The crucial point is that every individual node, every type of node, and every type of arc in the 'nodes and arc' diagram be uniquely identifiable. The WWW familiar to users in 1999 is built on this principle: everything that exists to the Web is identified on the Web using URI identifiers. For example, a mailbox is identified with a 'mailto:' identifier, web pages are typically identified using 'http:' names. The power of the Web comes from this simple, almost trivial, principle: that unique identification is extremely useful for information management.
RDF is about self describing data in the sense that the principle of unique identification which underpins the Web is applied to the practice of modeling information. Although the RDF model of 'nodes and arcs' is almost unchanged from that outlined in the WWW proposal document, RDF takes things much further. By combining the principle of unique identification with the nodes and arrows representation system, we gain a powerfully simple perspective on information management.

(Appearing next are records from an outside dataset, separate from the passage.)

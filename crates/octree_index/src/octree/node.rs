//! OctreeNode - one cubic region, its entity handles, and 8 child slots.
//!
//! Children are populated only by [`OctreeBuilder`](super::OctreeBuilder),
//! at most once per node. After a build every node is either a leaf or an
//! internal node; the `Unbuilt` state only exists for nodes the builder has
//! not reached yet.

use glam::Vec3;

use super::{Aabb3, Octant};

/// Lifecycle state of a node.
#[derive(Clone, Copy, PartialEq, Eq, Debug)]
pub enum NodeState {
  /// Just created; the builder has not decided on it yet.
  Unbuilt,
  /// Settled without children (depth budget or population threshold hit).
  Leaf,
  /// Children populated.
  Internal,
}

/// Octree node over entity handles of type `E`.
///
/// `size` is the full edge length of the cube, not the half-extent.
#[derive(Clone, Debug)]
pub struct OctreeNode<E> {
  center: Vec3,
  size: f32,
  entities: Vec<E>,
  children: [Option<Box<OctreeNode<E>>>; 8],
  settled: bool,
}

impl<E> OctreeNode<E> {
  /// Create an unbuilt node with no entities and no children.
  pub fn new(center: Vec3, size: f32) -> Self {
    Self {
      center,
      size,
      entities: Vec::new(),
      children: Default::default(),
      settled: false,
    }
  }

  /// Geometric center of the cube.
  #[inline]
  pub fn center(&self) -> Vec3 {
    self.center
  }

  /// Full edge length of the cube.
  #[inline]
  pub fn size(&self) -> f32 {
    self.size
  }

  /// Half the edge length.
  #[inline]
  pub fn half_size(&self) -> f32 {
    self.size * 0.5
  }

  /// The cube as an axis-aligned box.
  #[inline]
  pub fn bounds(&self) -> Aabb3 {
    Aabb3::from_center_size(self.center, self.size)
  }

  /// True iff `|position - center| < size / 2` on every axis.
  ///
  /// Strict: a point exactly on a face is outside. Entities on a dividing
  /// plane that no earlier child claims are therefore lost at that level.
  #[inline]
  pub fn contains(&self, position: Vec3) -> bool {
    (position - self.center)
      .abs()
      .cmplt(Vec3::splat(self.half_size()))
      .all()
  }

  /// Append an entity handle. No dedup and no bounds check.
  #[inline]
  pub fn add_entity(&mut self, entity: E) {
    self.entities.push(entity);
  }

  /// Drop all entity handles; children are untouched.
  #[inline]
  pub fn clear_entities(&mut self) {
    self.entities.clear();
  }

  /// Number of entity handles held by this node.
  #[inline]
  pub fn entity_count(&self) -> usize {
    self.entities.len()
  }

  /// Entity handles held by this node, in arrival order.
  #[inline]
  pub fn entities(&self) -> &[E] {
    &self.entities
  }

  /// Child in the given octant, if subdivided.
  #[inline]
  pub fn child(&self, octant: Octant) -> Option<&OctreeNode<E>> {
    self.children[octant.index()].as_deref()
  }

  /// Present children in canonical order.
  pub fn children(&self) -> impl Iterator<Item = &OctreeNode<E>> {
    self.children.iter().filter_map(|slot| slot.as_deref())
  }

  /// Present children paired with their octant, in canonical order.
  pub fn children_with_octant(&self) -> impl Iterator<Item = (Octant, &OctreeNode<E>)> {
    Octant::ALL
      .into_iter()
      .zip(self.children.iter())
      .filter_map(|(octant, slot)| slot.as_deref().map(|child| (octant, child)))
  }

  /// True if no child slot is populated.
  #[inline]
  pub fn is_leaf(&self) -> bool {
    self.children.iter().all(Option::is_none)
  }

  /// True once children have been attached.
  #[inline]
  pub fn is_subdivided(&self) -> bool {
    !self.is_leaf()
  }

  /// Current lifecycle state.
  pub fn state(&self) -> NodeState {
    if self.is_subdivided() {
      NodeState::Internal
    } else if self.settled {
      NodeState::Leaf
    } else {
      NodeState::Unbuilt
    }
  }

  /// Deepest node at or below this one whose cube contains `position`.
  ///
  /// Descends through the first containing child in canonical order.
  /// Returns None if this node does not contain the point.
  pub fn locate(&self, position: Vec3) -> Option<&OctreeNode<E>> {
    if !self.contains(position) {
      return None;
    }
    let mut node = self;
    while let Some(child) = node.children().find(|child| child.contains(position)) {
      node = child;
    }
    Some(node)
  }

  /// Total nodes in this subtree, this node included.
  pub fn node_count(&self) -> usize {
    1 + self.children().map(OctreeNode::node_count).sum::<usize>()
  }

  /// Nodes without children in this subtree.
  pub fn leaf_count(&self) -> usize {
    if self.is_leaf() {
      1
    } else {
      self.children().map(OctreeNode::leaf_count).sum()
    }
  }

  /// Height of this subtree (0 for a leaf).
  pub fn depth(&self) -> u32 {
    self
      .children()
      .map(|child| child.depth() + 1)
      .max()
      .unwrap_or(0)
  }

  pub(crate) fn attach_children(&mut self, children: [Box<OctreeNode<E>>; 8]) {
    debug_assert!(self.is_leaf(), "octree nodes subdivide at most once");
    for (slot, child) in self.children.iter_mut().zip(children) {
      *slot = Some(child);
    }
  }

  pub(crate) fn take_entities(&mut self) -> Vec<E> {
    std::mem::take(&mut self.entities)
  }

  pub(crate) fn children_mut(&mut self) -> impl Iterator<Item = &mut OctreeNode<E>> {
    self.children.iter_mut().filter_map(|slot| slot.as_deref_mut())
  }

  pub(crate) fn mark_settled(&mut self) {
    self.settled = true;
  }
}

#[cfg(test)]
#[path = "node_test.rs"]
mod node_test;
pub fn create_indicator(
    conn: &mut PgConnection,
    actor: &Actor,
    req: CreateIndicatorRequest,
) -> Result<DbIndicator, CertificationError> {
    actor.require_any(MANAGEMENT)?;
    let title = require_text(&req.title, "title")?;

    conn.transaction::<_, CertificationError, _>(|conn| {
        find_program(conn, req.program_id)?;
        let criterion = find_criterion(conn, req.criterion_id)?;
        validate_same_program(req.program_id, criterion.program_id, "indicator/criterion")?;

        let row = DbIndicator {
            id: Uuid::new_v4(),
            program_id: req.program_id,
            criterion_id: criterion.id,
            code: trimmed(req.code),
            title,
            description: trimmed(req.description),
            created_at: Utc::now(),
        };
        let saved: DbIndicator = diesel::insert_into(indicators::table)
            .values(&row)
            .get_result(conn)?;
        audit::record(
            conn,
            AuditRecord::new(EntityKind::Indicator, saved.id, AuditAction::Create)
                .by(actor.user_id)
                .in_context(Some(saved.program_id), None)
                .after(&saved)?,
        )?;
        Ok(saved)
    })
}

pub fn update_indicator(
    conn: &mut PgConnection,
    actor: &Actor,
    id: Uuid,
    req: UpdateIndicatorRequest,
) -> Result<DbIndicator, CertificationError> {
    actor.require_any(MANAGEMENT)?;

    conn.transaction::<_, CertificationError, _>(|conn| {
        let before = find_indicator(conn, id)?;
        let mut row = before.clone();
        if let Some(criterion_id) = req.criterion_id {
            let criterion = find_criterion(conn, criterion_id)?;
            validate_same_program(row.program_id, criterion.program_id, "indicator/criterion")?;
            row.criterion_id = criterion.id;
        }
        if let Some(code) = req.code {
            row.code = trimmed(code);
        }
        if let Some(title) = req.title {
            row.title = require_text(&title, "title")?;
        }
        if let Some(description) = req.description {
            row.description = trimmed(description);
        }
        let saved: DbIndicator = diesel::update(indicators::table.find(id))
            .set(&row)
            .get_result(conn)?;
        audit::record(
            conn,
            AuditRecord::new(EntityKind::Indicator, id, AuditAction::Update)
                .by(actor.user_id)
                .in_context(Some(saved.program_id), None)
                .before(&before)?
                .after(&saved)?,
        )?;
        Ok(saved)
    })
}

pub fn delete_indicator(
    conn: &mut PgConnection,
    actor: &Actor,
    id: Uuid,
) -> Result<(), CertificationError> {
    actor.require_any(MANAGEMENT)?;

    conn.transaction::<_, CertificationError, _>(|conn| {
        let before = find_indicator(conn, id)?;
        diesel::delete(indicators::table.find(id)).execute(conn)?;
        audit::record(
            conn,
            AuditRecord::new(EntityKind::Indicator, id, AuditAction::Delete)
                .by(actor.user_id)
                .in_context(Some(before.program_id), None)
                .before(&before)?,
        )?;
        Ok(())
    })
}
//! Object storage for evidence files and branding assets.

use aws_config::BehaviorVersion;
use bytes::Bytes;
use aws_sdk_s3::error::ProvideErrorMetadata;
use aws_sdk_s3::primitives::ByteStream;
use aws_sdk_s3::{config::Builder as S3ConfigBuilder, Client as S3Client};
use log::{info, trace, warn};
use std::time::Duration;

use crate::core::config::DriveConfig;

pub const LOCATOR_SCHEME: &str = "s3://";
pub const BUCKET_SETUP_ATTEMPTS: u32 = 10;
pub const BUCKET_SETUP_DELAY: Duration = Duration::from_secs(2);

#[derive(Debug, thiserror::Error)]
pub enum DriveError {
    #[error("Invalid storage locator: {0}")]
    InvalidLocator(String),
    #[error("Storage request failed: {0}")]
    Request(String),
}

#[derive(Debug, Clone, Copy, PartialEq, Eq)]
pub enum BucketProbe {
    Exists,
    Missing,
    Forbidden,
    Failed,
}

#[derive(Clone)]
pub struct ObjectStore {
    client: S3Client,
    bucket: String,
}

pub async fn create_s3_operator(config: &DriveConfig) -> S3Client {
    let endpoint = if !config.server.ends_with('/') {
        format!("{}/", config.server)
    } else {
        config.server.clone()
    };
    let base_config = aws_config::defaults(BehaviorVersion::latest())
        .endpoint_url(endpoint)
        .region(aws_sdk_s3::config::Region::new(config.region.clone()))
        .credentials_provider(aws_sdk_s3::config::Credentials::new(
            config.access_key.clone(),
            config.secret_key.clone(),
            None,
            None,
            "static",
        ))
        .load()
        .await;
    let s3_config = S3ConfigBuilder::from(&base_config)
        .force_path_style(true)
        .build();
    S3Client::from_conf(s3_config)
}

impl ObjectStore {
    pub async fn connect(config: &DriveConfig) -> Self {
        Self {
            client: create_s3_operator(config).await,
            bucket: config.bucket.clone(),
        }
    }

    pub fn bucket(&self) -> &str {
        &self.bucket
    }

    async fn probe_bucket(&self) -> BucketProbe {
        match self.client.head_bucket().bucket(&self.bucket).send().await {
            Ok(_) => BucketProbe::Exists,
            Err(e) => {
                let status = e.raw_response().map(|r| r.status().as_u16());
                let probe = classify_bucket_probe(status, e.code());
                trace!("head_bucket {} -> {:?} ({:?})", self.bucket, probe, status);
                probe
            }
        }
    }

    /// Creates the bucket when absent. An access-denied probe counts as present:
    /// restricted credentials may still write objects.
    pub async fn ensure_container_exists(&self) -> Result<(), DriveError> {
        match self.probe_bucket().await {
            BucketProbe::Exists => Ok(()),
            BucketProbe::Forbidden => {
                warn!(
                    "No permission to inspect bucket {}, assuming it exists",
                    self.bucket
                );
                Ok(())
            }
            BucketProbe::Missing => {
                self.client
                    .create_bucket()
                    .bucket(&self.bucket)
                    .send()
                    .await
                    .map_err(|e| DriveError::Request(format!("create_bucket: {e}")))?;
                info!("Created bucket {}", self.bucket);
                Ok(())
            }
            BucketProbe::Failed => Err(DriveError::Request(format!(
                "Could not reach bucket {}",
                self.bucket
            ))),
        }
    }

    pub async fn upload(
        &self,
        bytes: Bytes,
        key: &str,
        content_type: &str,
    ) -> Result<String, DriveError> {
        self.client
            .put_object()
            .bucket(&self.bucket)
            .key(key)
            .body(ByteStream::from(bytes))
            .content_type(content_type)
            .send()
            .await
            .map_err(|e| DriveError::Request(format!("put_object {key}: {e}")))?;
        let locator = build_locator(&self.bucket, key);
        info!("Uploaded object {locator}");
        Ok(locator)
    }

    pub async fn download(&self, locator: &str) -> Result<(Bytes, String), DriveError> {
        let (bucket, key) = parse_locator(locator)?;
        let output = self
            .client
            .get_object()
            .bucket(&bucket)
            .key(&key)
            .send()
            .await
            .map_err(|e| DriveError::Request(format!("get_object {key}: {e}")))?;
        let content_type = output
            .content_type()
            .map(str::to_string)
            .unwrap_or_else(|| guess_content_type(&key));
        let data = output
            .body
            .collect()
            .await
            .map_err(|e| DriveError::Request(format!("read body {key}: {e}")))?
            .into_bytes();
        Ok((data, content_type))
    }
}

/// Runs the startup bucket check with a fixed retry budget. Failure is fatal
/// only when `strict` is set.
pub async fn ensure_bucket_on_startup(
    store: &ObjectStore,
    strict: bool,
    attempts: u32,
    delay: Duration,
) -> Result<(), DriveError> {
    let mut last_error = None;
    for attempt in 1..=attempts {
        match store.ensure_container_exists().await {
            Ok(()) => {
                info!("Bucket {} ready (attempt {attempt})", store.bucket());
                return Ok(());
            }
            Err(e) => {
                warn!(
                    "Bucket {} not ready (attempt {attempt}/{attempts}): {e}",
                    store.bucket()
                );
                last_error = Some(e);
                if attempt < attempts {
                    tokio::time::sleep(delay).await;
                }
            }
        }
    }

    let error = last_error
        .unwrap_or_else(|| DriveError::Request("no bucket setup attempt was made".to_string()));
    if strict {
        return Err(error);
    }
    warn!("Continuing without a verified bucket: {error}");
    Ok(())
}

pub fn classify_bucket_probe(status: Option<u16>, code: Option<&str>) -> BucketProbe {
    match (status, code) {
        (Some(404), _) | (_, Some("NoSuchBucket")) | (_, Some("NotFound")) => BucketProbe::Missing,
        (Some(403), _) | (_, Some("AccessDenied")) | (_, Some("Forbidden")) => {
            BucketProbe::Forbidden
        }
        _ => BucketProbe::Failed,
    }
}

pub fn build_locator(bucket: &str, key: &str) -> String {
    format!("{LOCATOR_SCHEME}{bucket}/{key}")
}

pub fn parse_locator(locator: &str) -> Result<(String, String), DriveError> {
    let rest = locator
        .strip_prefix(LOCATOR_SCHEME)
        .ok_or_else(|| DriveError::InvalidLocator(locator.to_string()))?;
    match rest.split_once('/') {
        Some((bucket, key)) if !bucket.is_empty() && !key.is_empty() => {
            Ok((bucket.to_string(), key.to_string()))
        }
        _ => Err(DriveError::InvalidLocator(locator.to_string())),
    }
}

pub fn guess_content_type(name: &str) -> String {
    mime_guess::from_path(name)
        .first_or_octet_stream()
        .essence_str()
        .to_string()
}

/// Lowercased extension with leading dot, or empty.
pub fn file_suffix(name: &str) -> String {
    std::path::Path::new(name)
        .extension()
        .and_then(|e| e.to_str())
        .map(|e| format!(".{}", e.to_ascii_lowercase()))
        .unwrap_or_default()
}

#[cfg(test)]
mod tests {
    use super::*;

    #[test]
    fn test_locator_round_trip() {
        let locator = build_locator("evidencias", "auditoria_1/avaliacao_2/abc.pdf");
        assert_eq!(locator, "s3://evidencias/auditoria_1/avaliacao_2/abc.pdf");
        let (bucket, key) = parse_locator(&locator).expect("valid locator");
        assert_eq!(bucket, "evidencias");
        assert_eq!(key, "auditoria_1/avaliacao_2/abc.pdf");
    }

    #[test]
    fn test_parse_locator_rejects_malformed() {
        assert!(parse_locator("https://evidencias/key").is_err());
        assert!(parse_locator("s3://evidencias").is_err());
        assert!(parse_locator("s3:///key").is_err());
    }

    #[test]
    fn test_classify_bucket_probe() {
        assert_eq!(classify_bucket_probe(Some(404), None), BucketProbe::Missing);
        assert_eq!(
            classify_bucket_probe(None, Some("NoSuchBucket")),
            BucketProbe::Missing
        );
        assert_eq!(classify_bucket_probe(Some(403), None), BucketProbe::Forbidden);
        assert_eq!(
            classify_bucket_probe(Some(400), Some("AccessDenied")),
            BucketProbe::Forbidden
        );
        assert_eq!(classify_bucket_probe(Some(500), None), BucketProbe::Failed);
        assert_eq!(classify_bucket_probe(None, None), BucketProbe::Failed);
    }

    #[test]
    fn test_file_suffix_and_content_type() {
        assert_eq!(file_suffix("Relatorio.PDF"), ".pdf");
        assert_eq!(file_suffix("sem_extensao"), "");
        assert_eq!(guess_content_type("foto.png"), "image/png");
        assert_eq!(guess_content_type("dados"), "application/octet-stream");
    }
}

We say that RDF's information model is self-describing because both the types of relationships (arrows, arcs) and the types of nodes that we see in node and arrow diagrams are themselves considered 'first class' objects, uniquely identifiable and therefore describable. We make the building blocks of our data modeling system into identifiable things on the Web by giving them URI names, so that different computer systems across the world can each make unambiguous use of the same types of nodes and arcs.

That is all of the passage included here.